Budget reaction: Mark Haron, Connective

Mark Haron (pictured below), executive director of aggregator Connective said the Federal Budget included welcome investments in training, social housing and affordable homes but missed on specific measures that would further support homebuyers in the short-term.

“However, there are positive takeaways and now is the time for brokers to engage with their clients on the additional measures,” Haron said.

 “The investment in the Housing Support Program will enable infrastructure to unlock more homes. This, coupled with the construction worker boost, shows a commitment to increasing housing supply in the mid- to long-term, which can ultimately benefit buyers.

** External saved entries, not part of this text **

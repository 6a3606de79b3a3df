use crate::foundation::error::{CanvasError, CanvasResult};

pub use kurbo::{Point, Rect, Size, Vec2};

/// Stable identifier of a layer for the lifetime of a canvas session.
#[derive(
    Clone, Copy, Debug, PartialEq, Eq, PartialOrd, Ord, Hash, serde::Serialize, serde::Deserialize,
)]
pub struct LayerId(pub u64);

impl std::fmt::Display for LayerId {
    fn fmt(&self, f: &mut std::fmt::Formatter<'_>) -> std::fmt::Result {
        write!(f, "layer-{}", self.0)
    }
}

/// Axis-aligned world-space box stored as origin + size.
///
/// Kept as `(x, y, width, height)` rather than a [`Rect`] so that the ratio of a snapped
/// selection is computed from exactly the values the snapping produced.
#[derive(Clone, Copy, Debug, Default, PartialEq, serde::Serialize, serde::Deserialize)]
pub struct Region {
    /// Left edge.
    pub x: f64,
    /// Top edge.
    pub y: f64,
    /// Width, `>= 0`.
    pub width: f64,
    /// Height, `>= 0`.
    pub height: f64,
}

impl Region {
    /// Create a region from its origin and size.
    pub fn new(x: f64, y: f64, width: f64, height: f64) -> Self {
        Self {
            x,
            y,
            width,
            height,
        }
    }

    /// Create a region and reject non-finite or non-positive sizes.
    pub fn positive(x: f64, y: f64, width: f64, height: f64) -> CanvasResult<Self> {
        let r = Self::new(x, y, width, height);
        r.ensure_positive()?;
        Ok(r)
    }

    /// Validate that all fields are finite and the size is strictly positive.
    pub fn ensure_positive(&self) -> CanvasResult<()> {
        if ![self.x, self.y, self.width, self.height]
            .iter()
            .all(|v| v.is_finite())
        {
            return Err(CanvasError::validation("region fields must be finite"));
        }
        if self.width <= 0.0 || self.height <= 0.0 {
            return Err(CanvasError::validation(
                "region width and height must be > 0",
            ));
        }
        Ok(())
    }

    /// Top-left corner.
    pub fn origin(&self) -> Point {
        Point::new(self.x, self.y)
    }

    /// Width and height.
    pub fn size(&self) -> Size {
        Size::new(self.width, self.height)
    }

    /// Geometric center.
    pub fn center(&self) -> Point {
        Point::new(self.x + self.width / 2.0, self.y + self.height / 2.0)
    }

    /// Width over height; a zero height yields `1.0`.
    pub fn ratio(&self) -> f64 {
        if self.height == 0.0 {
            1.0
        } else {
            self.width / self.height
        }
    }

    /// Edge-inclusive containment test.
    pub fn contains(&self, p: Point) -> bool {
        p.x >= self.x && p.x <= self.x + self.width && p.y >= self.y && p.y <= self.y + self.height
    }

    /// `true` when the interiors overlap.
    pub fn intersects(&self, other: &Region) -> bool {
        self.x < other.x + other.width
            && other.x < self.x + self.width
            && self.y < other.y + other.height
            && other.y < self.y + self.height
    }

    /// Same size, new origin.
    pub fn with_origin(self, origin: Point) -> Self {
        Self {
            x: origin.x,
            y: origin.y,
            ..self
        }
    }

    /// Smallest region containing both.
    pub fn union(&self, other: &Region) -> Region {
        Region::from_rect(self.to_rect().union(other.to_rect()))
    }

    /// Bounding box of every region in `regions`, or `None` when empty.
    pub fn bounding<'a>(regions: impl IntoIterator<Item = &'a Region>) -> Option<Region> {
        regions
            .into_iter()
            .fold(None, |acc: Option<Region>, r| match acc {
                None => Some(*r),
                Some(a) => Some(a.union(r)),
            })
    }

    /// Convert to a kurbo rectangle.
    pub fn to_rect(&self) -> Rect {
        Rect::from_origin_size(self.origin(), self.size())
    }

    /// Convert from a kurbo rectangle (normalized).
    pub fn from_rect(rect: Rect) -> Self {
        let r = rect.abs();
        Self::new(r.x0, r.y0, r.width(), r.height())
    }
}

#[cfg(test)]
#[path = "../../tests/unit/foundation/core.rs"]
mod tests;
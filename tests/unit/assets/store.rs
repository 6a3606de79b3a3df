use std::io::Cursor;

use super::*;

fn png(px: [u8; 4]) -> Vec<u8> {
    let img = image::RgbaImage::from_pixel(2, 2, image::Rgba(px));
    let mut buf = Vec::new();
    image::DynamicImage::ImageRgba8(img)
        .write_to(&mut Cursor::new(&mut buf), image::ImageFormat::Png)
        .unwrap();
    buf
}

fn temp_dir(name: &str) -> PathBuf {
    std::env::temp_dir().join(format!(
        "genvas_{name}_{}_{}",
        std::process::id(),
        std::time::SystemTime::now()
            .duration_since(std::time::UNIX_EPOCH)
            .unwrap()
            .as_nanos()
    ))
}

#[test]
fn normalize_path_slash_normalization() {
    assert_eq!(normalize_rel_path("a/b.png").unwrap(), "a/b.png");
    assert_eq!(normalize_rel_path("a\\b.png").unwrap(), "a/b.png");
    assert_eq!(normalize_rel_path("./a//b.png").unwrap(), "a/b.png");
    assert!(normalize_rel_path("../x.png").is_err());
    assert!(normalize_rel_path("/abs.png").is_err());
    assert!(normalize_rel_path("./").is_err());
}

#[test]
fn bytes_are_decoded_once_and_cached() {
    let mut store = AssetStore::default();
    let src = AssetSource::bytes(png([255, 0, 0, 255]));
    let a = store.load_image(&src).unwrap();
    let b = store.load_image(&src).unwrap();
    assert_eq!(store.cached_len(), 1);
    assert!(Arc::ptr_eq(&a.rgba8_premul, &b.rgba8_premul));
    assert_eq!((a.width, a.height), (2, 2));
}

#[test]
fn key_depends_on_source_kind() {
    let bytes = AssetSource::bytes(b"x".to_vec());
    let remote = AssetSource::Remote("x".into());
    assert_ne!(AssetStore::key_for(&bytes), AssetStore::key_for(&remote));
}

#[test]
fn relative_files_resolve_against_root() {
    let tmp = temp_dir("store_files");
    std::fs::create_dir_all(tmp.join("img")).unwrap();
    std::fs::write(tmp.join("img/a.png"), png([0, 255, 0, 255])).unwrap();

    let mut store = AssetStore::new(&tmp);
    let img = store
        .load_image(&AssetSource::File("img/a.png".into()))
        .unwrap();
    assert_eq!(img.width, 2);
    assert!(
        store
            .load_image(&AssetSource::File("img/missing.png".into()))
            .is_err()
    );
    assert!(
        store
            .load_image(&AssetSource::File("../escape.png".into()))
            .is_err()
    );

    std::fs::remove_dir_all(&tmp).ok();
}

#[test]
fn remote_sources_cannot_be_rasterized() {
    let mut store = AssetStore::default();
    let err = store
        .load_image(&AssetSource::Remote("https://example.invalid/v.mp4".into()))
        .unwrap_err();
    assert!(matches!(err, CanvasError::Decode(_)));
}
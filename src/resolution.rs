//! Native resolution tables per generation model.
//!
//! Each model only produces a discrete set of output sizes. Selections are snapped to one of
//! these ratios while the user drags, so whatever region gets sent for generation maps onto a
//! size the backend can produce without padding.

use std::sync::OnceLock;

use crate::foundation::math::round3;

/// Generation models the canvas can target.
#[derive(
    Clone, Copy, Debug, Default, PartialEq, Eq, Hash, serde::Serialize, serde::Deserialize,
)]
#[serde(rename_all = "snake_case")]
pub enum ModelKind {
    /// Fast image model; matches the input geometry pixel for pixel.
    #[default]
    FlashImage,
    /// High quality image model; tends to pad toward square output.
    ProImage,
    /// Fast video model.
    VideoFast,
    /// High quality video model (1080p).
    VideoHq,
}

/// Behavioral family of a model, the key of the render-fit policy.
#[derive(Clone, Copy, Debug, PartialEq, Eq, Hash, serde::Serialize, serde::Deserialize)]
#[serde(rename_all = "snake_case")]
pub enum ModelFamily {
    /// Image models that keep the input geometry.
    Flash,
    /// Image models that may letterbox.
    Pro,
    /// Video models.
    Video,
}

impl ModelKind {
    /// All models, in menu order.
    pub const ALL: [ModelKind; 4] = [
        ModelKind::FlashImage,
        ModelKind::ProImage,
        ModelKind::VideoFast,
        ModelKind::VideoHq,
    ];

    /// Backend model identifier.
    pub fn id(self) -> &'static str {
        match self {
            ModelKind::FlashImage => "gemini-2.5-flash-image",
            ModelKind::ProImage => "gemini-3-pro-image-preview",
            ModelKind::VideoFast => "veo-3.1-fast-generate-preview",
            ModelKind::VideoHq => "veo-3.1-generate-preview",
        }
    }

    /// Behavioral family.
    pub fn family(self) -> ModelFamily {
        match self {
            ModelKind::FlashImage => ModelFamily::Flash,
            ModelKind::ProImage => ModelFamily::Pro,
            ModelKind::VideoFast | ModelKind::VideoHq => ModelFamily::Video,
        }
    }

    /// `true` for models that return a video asset.
    pub fn is_video(self) -> bool {
        self.family() == ModelFamily::Video
    }

    /// Native resolution table for this model.
    pub fn resolutions(self) -> &'static ResolutionTable {
        static FLASH: OnceLock<ResolutionTable> = OnceLock::new();
        static PRO: OnceLock<ResolutionTable> = OnceLock::new();
        static VIDEO: OnceLock<ResolutionTable> = OnceLock::new();

        match self {
            ModelKind::FlashImage => {
                FLASH.get_or_init(|| ResolutionTable::with_orientations(&flash_base()))
            }
            ModelKind::ProImage => PRO.get_or_init(|| {
                let mut base = pro_base();
                base.extend(flash_base());
                ResolutionTable::with_orientations(&base)
            }),
            // Both video orientations are listed explicitly.
            ModelKind::VideoFast | ModelKind::VideoHq => {
                VIDEO.get_or_init(|| ResolutionTable::new(video_base()))
            }
        }
    }
}

/// One native output size.
#[derive(Clone, Debug, PartialEq, serde::Serialize, serde::Deserialize)]
pub struct Resolution {
    /// Width in pixels.
    pub w: u32,
    /// Height in pixels.
    pub h: u32,
    /// `w / h` as tabulated (three decimals).
    pub ratio: f64,
    /// Optional display label.
    #[serde(default, skip_serializing_if = "Option::is_none")]
    pub label: Option<String>,
}

impl Resolution {
    /// Entry without a label.
    pub fn new(w: u32, h: u32, ratio: f64) -> Self {
        Self {
            w,
            h,
            ratio,
            label: None,
        }
    }

    /// Entry with a display label.
    pub fn labeled(w: u32, h: u32, ratio: f64, label: &str) -> Self {
        Self {
            label: Some(label.to_string()),
            ..Self::new(w, h, ratio)
        }
    }

    /// The same entry in the other orientation.
    pub fn transposed(&self) -> Self {
        Self {
            w: self.h,
            h: self.w,
            ratio: round3(f64::from(self.h) / f64::from(self.w)),
            label: self.label.clone(),
        }
    }
}

/// Ordered, non-empty list of native resolutions. Order matters: ties resolve to the first entry.
#[derive(Clone, Debug, PartialEq, serde::Serialize)]
pub struct ResolutionTable {
    entries: Vec<Resolution>,
}

impl ResolutionTable {
    /// Wrap a list verbatim. An empty list falls back to a single square entry.
    pub fn new(entries: Vec<Resolution>) -> Self {
        if entries.is_empty() {
            return Self {
                entries: vec![Resolution::new(1024, 1024, 1.0)],
            };
        }
        Self { entries }
    }

    /// Expand `base` with the transposed version of every non-square entry.
    ///
    /// The base entries keep their order and the transposed ones follow in base order.
    pub fn with_orientations(base: &[Resolution]) -> Self {
        let mut all = base.to_vec();
        all.extend(base.iter().filter(|r| r.w != r.h).map(Resolution::transposed));
        Self::new(all)
    }

    /// Entries in table order.
    pub fn entries(&self) -> &[Resolution] {
        &self.entries
    }

    /// Entry whose ratio is closest to `ratio`; the first one wins ties.
    pub fn nearest(&self, ratio: f64) -> &Resolution {
        let mut best = &self.entries[0];
        let mut best_diff = f64::MAX;
        for entry in &self.entries {
            let diff = (entry.ratio - ratio).abs();
            if diff < best_diff {
                best_diff = diff;
                best = entry;
            }
        }
        best
    }

    /// First entry whose ratio is within `tolerance` of `ratio`.
    pub fn matching(&self, ratio: f64, tolerance: f64) -> Option<&Resolution> {
        self.entries
            .iter()
            .find(|r| (r.ratio - ratio).abs() < tolerance)
    }
}

/// Aspect ratios the image backend accepts as a hint.
#[derive(Clone, Copy, Debug, PartialEq, Eq, serde::Serialize, serde::Deserialize)]
pub enum AspectRatioHint {
    /// 1:1
    #[serde(rename = "1:1")]
    Square,
    /// 3:4
    #[serde(rename = "3:4")]
    Portrait3x4,
    /// 4:3
    #[serde(rename = "4:3")]
    Landscape4x3,
    /// 9:16
    #[serde(rename = "9:16")]
    Portrait9x16,
    /// 16:9
    #[serde(rename = "16:9")]
    Landscape16x9,
}

impl AspectRatioHint {
    const IMAGE_CHOICES: [(AspectRatioHint, f64); 5] = [
        (AspectRatioHint::Square, 1.0),
        (AspectRatioHint::Portrait3x4, 0.75),
        (AspectRatioHint::Landscape4x3, 1.33),
        (AspectRatioHint::Portrait9x16, 0.5625),
        (AspectRatioHint::Landscape16x9, 1.77),
    ];

    /// Closest accepted hint for an arbitrary ratio; earlier choices win ties.
    pub fn closest(ratio: f64) -> Self {
        Self::closest_among(&Self::IMAGE_CHOICES, ratio)
    }

    /// Closest orientation the video backend accepts (16:9 or 9:16).
    pub fn closest_video(ratio: f64) -> Self {
        Self::closest_among(
            &[
                (AspectRatioHint::Landscape16x9, 1.77),
                (AspectRatioHint::Portrait9x16, 0.5625),
            ],
            ratio,
        )
    }

    fn closest_among(choices: &[(AspectRatioHint, f64)], ratio: f64) -> Self {
        let mut best = choices[0];
        for &c in &choices[1..] {
            if (c.1 - ratio).abs() < (best.1 - ratio).abs() {
                best = c;
            }
        }
        best.0
    }

    /// Wire string, e.g. `"16:9"`.
    pub fn as_str(self) -> &'static str {
        match self {
            AspectRatioHint::Square => "1:1",
            AspectRatioHint::Portrait3x4 => "3:4",
            AspectRatioHint::Landscape4x3 => "4:3",
            AspectRatioHint::Portrait9x16 => "9:16",
            AspectRatioHint::Landscape16x9 => "16:9",
        }
    }
}

/// Output size class requested from the image backend.
#[derive(Clone, Copy, Debug, Default, PartialEq, Eq, serde::Serialize, serde::Deserialize)]
pub enum SizeHint {
    /// ~1024px long edge.
    #[default]
    #[serde(rename = "1K")]
    K1,
    /// ~2048px long edge.
    #[serde(rename = "2K")]
    K2,
}

impl SizeHint {
    /// Only the pro model honors larger sizes; it gets `2K` once the selection outgrows
    /// `upgrade_px` on either side.
    pub fn for_selection(model: ModelKind, width: f64, height: f64, upgrade_px: f64) -> Self {
        if model == ModelKind::ProImage && (width > upgrade_px || height > upgrade_px) {
            SizeHint::K2
        } else {
            SizeHint::K1
        }
    }

    /// Wire string.
    pub fn as_str(self) -> &'static str {
        match self {
            SizeHint::K1 => "1K",
            SizeHint::K2 => "2K",
        }
    }
}

fn flash_base() -> Vec<Resolution> {
    [
        (1024, 1024, 1.000),
        (512, 2048, 0.250),
        (992, 1056, 0.939),
        (960, 1088, 0.882),
        (640, 1632, 0.392),
        (544, 1920, 0.283),
        (928, 1120, 0.829),
        (832, 1248, 0.667),
        (736, 1408, 0.523),
        (704, 1472, 0.478),
        (896, 1152, 0.778),
        (768, 1344, 0.571),
        (672, 1536, 0.438),
        (576, 1792, 0.321),
        (608, 1696, 0.358),
        (800, 1280, 0.625),
        (864, 1184, 0.730),
    ]
    .into_iter()
    .map(|(w, h, ratio)| Resolution::new(w, h, ratio))
    .collect()
}

fn pro_base() -> Vec<Resolution> {
    let mut out = vec![Resolution::labeled(2048, 2048, 1.000, "Square")];
    out.extend(
        [
            (1056, 4096, 0.258),
            (1088, 3936, 0.276),
            (1120, 3808, 0.294),
            (1152, 3680, 0.313),
            (1440, 2944, 0.489),
            (1472, 2880, 0.511),
            (1536, 2784, 0.552),
            (1600, 2656, 0.602),
            (1792, 2400, 0.747),
            (1920, 2208, 0.870),
            (1984, 2144, 0.925),
            (2016, 2112, 0.955),
        ]
        .into_iter()
        .map(|(w, h, ratio)| Resolution::new(w, h, ratio)),
    );
    out
}

fn video_base() -> Vec<Resolution> {
    vec![
        Resolution::labeled(1280, 720, 1.777, "HD Landscape"),
        Resolution::labeled(720, 1280, 0.562, "HD Portrait"),
        Resolution::labeled(1920, 1080, 1.777, "FHD Landscape"),
        Resolution::labeled(1080, 1920, 0.562, "FHD Portrait"),
    ]
}

#[cfg(test)]
#[path = "../tests/unit/resolution.rs"]
mod tests;
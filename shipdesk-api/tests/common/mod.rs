#![allow(dead_code)]

use std::collections::HashMap;
use std::sync::Arc;

use async_trait::async_trait;

use shipdesk_api::AppState;
use shipdesk_core::carrier::{
    AwbAssignment, CarrierClient, CarrierError, CourierOption, DocumentRef, OrderSnapshot,
    ShipmentCreated, TrackingInfo,
};
use shipdesk_core::notify::LogNotifier;
use shipdesk_core::order::CarrierKind;
use shipdesk_core::repository::{OrderRepository, StockRepository};
use shipdesk_order::{ShipmentOrchestrator, ShippingSettings, WebhookReconciler};
use shipdesk_store::{MemoryOrderRepository, MemoryStockRepository};

/// Fixed-script carrier used by the router tests.
pub struct ScriptedCarrier {
    pub kind: CarrierKind,
    pub serviceable: bool,
}

#[async_trait]
impl CarrierClient for ScriptedCarrier {
    fn kind(&self) -> CarrierKind {
        self.kind
    }

    async fn check_serviceability(
        &self,
        _origin_pincode: &str,
        destination_pincode: &str,
        _weight_kg: f64,
        _is_cod: bool,
    ) -> Result<Vec<CourierOption>, CarrierError> {
        if !self.serviceable {
            return Err(CarrierError::ServiceUnavailable(
                destination_pincode.to_string(),
            ));
        }
        Ok(vec![CourierOption {
            option_id: "11".to_string(),
            name: "Scripted Surface".to_string(),
            total_charge: 80.0,
            estimated_days: Some(3.0),
            surface: true,
        }])
    }

    async fn create_shipment(
        &self,
        snapshot: &OrderSnapshot,
        _option: &CourierOption,
    ) -> Result<ShipmentCreated, CarrierError> {
        Ok(ShipmentCreated {
            external_shipment_id: format!("SHP-{}", snapshot.order_number),
            waybill: None,
            label_url: None,
        })
    }

    async fn generate_awb(
        &self,
        external_shipment_id: &str,
        _option_id: &str,
    ) -> Result<AwbAssignment, CarrierError> {
        Ok(AwbAssignment {
            awb_code: format!("AWB-{external_shipment_id}"),
            courier_name: "Scripted Express".to_string(),
        })
    }

    async fn schedule_pickup(&self, _external_shipment_id: &str) -> Result<(), CarrierError> {
        Ok(())
    }

    async fn track(&self, _tracking_id: &str) -> Result<TrackingInfo, CarrierError> {
        Ok(TrackingInfo {
            raw_status: "IN TRANSIT".to_string(),
            events: vec![],
        })
    }

    async fn cancel(&self, _tracking_id: &str) -> Result<bool, CarrierError> {
        Ok(true)
    }

    async fn label(&self, _external_shipment_id: &str) -> Result<DocumentRef, CarrierError> {
        Ok(DocumentRef::Url("https://scripted.example/label.pdf".to_string()))
    }

    async fn manifest(&self, _external_shipment_id: &str) -> Result<DocumentRef, CarrierError> {
        Ok(DocumentRef::Url(
            "https://scripted.example/manifest.pdf".to_string(),
        ))
    }
}

pub struct TestApp {
    pub orders: Arc<MemoryOrderRepository>,
    pub stock: Arc<MemoryStockRepository>,
    pub state: AppState,
}

pub fn test_app(serviceable: bool) -> TestApp {
    let orders = Arc::new(MemoryOrderRepository::new());
    let stock = Arc::new(MemoryStockRepository::new());

    let mut registry: HashMap<CarrierKind, Arc<dyn CarrierClient>> = HashMap::new();
    registry.insert(
        CarrierKind::Shiprocket,
        Arc::new(ScriptedCarrier {
            kind: CarrierKind::Shiprocket,
            serviceable,
        }),
    );

    let orders_dyn: Arc<dyn OrderRepository> = orders.clone();
    let stock_dyn: Arc<dyn StockRepository> = stock.clone();
    let notifier = Arc::new(LogNotifier);

    let orchestrator = Arc::new(ShipmentOrchestrator::new(
        registry,
        orders_dyn.clone(),
        stock_dyn.clone(),
        notifier.clone(),
        ShippingSettings {
            default_carrier: CarrierKind::Shiprocket,
            auto_select_cheapest: false,
            origin_pincode: "560068".to_string(),
        },
    ));
    let reconciler = Arc::new(WebhookReconciler::new(orders_dyn.clone(), stock_dyn, notifier));

    TestApp {
        orders,
        stock,
        state: AppState {
            orders: orders_dyn,
            orchestrator,
            reconciler,
        },
    }
}

pub fn order_payload(order_number: &str) -> serde_json::Value {
    serde_json::json!({
        "order_number": order_number,
        "customer_id": "cust-9",
        "shipping_address": {
            "name": "Asha Rao",
            "phone": "9876543210",
            "email": "asha@example.com",
            "line1": "14 MG Road",
            "line2": null,
            "city": "Bengaluru",
            "state": "Karnataka",
            "pincode": "560001"
        },
        "items": [{
            "product_id": uuid::Uuid::new_v4(),
            "title": "Ceramic Mug",
            "variant": null,
            "quantity": 2,
            "unit_price": 24900
        }],
        "weight_kg": 0.5,
        "discount": 0,
        "payment_mode": "COD"
    })
}
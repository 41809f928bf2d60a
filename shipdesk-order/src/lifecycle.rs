use chrono::Utc;

use shipdesk_core::order::{Order, OrderStatus, StatusEntry};
use shipdesk_core::repository::StockRepository;

/// Who is driving a transition. The webhook path gets the duplicate-absorb
/// exception because carriers resend events.
#[derive(Debug, Clone, Copy, PartialEq, Eq)]
pub enum TransitionSource {
    System,
    Admin,
    Customer,
    Webhook,
}

#[derive(Debug, Clone, Copy, PartialEq, Eq)]
pub enum TransitionOutcome {
    /// History entry appended, status updated
    Applied,
    /// Repeated push of the current status, silently swallowed
    Absorbed,
}

#[derive(Debug, thiserror::Error)]
pub enum LifecycleError {
    #[error("invalid state transition from {from} to {to}")]
    InvalidTransition { from: OrderStatus, to: OrderStatus },

    #[error("order is already {status}")]
    DuplicateStatus { status: OrderStatus },
}

/// The single transition guard every status change goes through.
///
/// `tracking_changed` lets a same-status write through when the canonical
/// tracking pair was rewritten (e.g. a manual re-entry), so the history
/// records the identifier change.
pub fn apply_transition(
    order: &mut Order,
    new_status: OrderStatus,
    note: Option<String>,
    source: TransitionSource,
    tracking_changed: bool,
) -> Result<TransitionOutcome, LifecycleError> {
    let current = order.order_status;

    if current == OrderStatus::Delivered && new_status == OrderStatus::Cancelled {
        return Err(LifecycleError::InvalidTransition {
            from: current,
            to: new_status,
        });
    }

    if new_status == current && !tracking_changed {
        if source == TransitionSource::Webhook {
            return Ok(TransitionOutcome::Absorbed);
        }
        return Err(LifecycleError::DuplicateStatus { status: current });
    }

    order.status_history.push(StatusEntry {
        status: new_status,
        at: Utc::now(),
        note,
    });
    order.order_status = new_status;
    order.touch();
    Ok(TransitionOutcome::Applied)
}

/// Put every line item's quantity back on its product. Callers gate this on
/// the pre-transition status so a retried cancellation restocks exactly once.
pub async fn restock_items(
    stock: &dyn StockRepository,
    order: &Order,
) -> Result<(), Box<dyn std::error::Error + Send + Sync>> {
    for item in &order.items {
        stock.adjust_stock(item.product_id, item.quantity as i64).await?;
    }
    Ok(())
}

Haron said the extra $5.5bn committed towards the Help to Buy scheme offered a crucial opportunity for more Aussies to enter the market.

“This scheme, with its government equity contribution of up to 40% of the purchase price for new homes and 30% of the price of existing homes, can help bridge the deposit gap for home buyers with low and moderate incomes.

“Brokers have a valuable role in informing and educating clients about macro changes. Brokers need partners, tools, and insights that will support them through this.”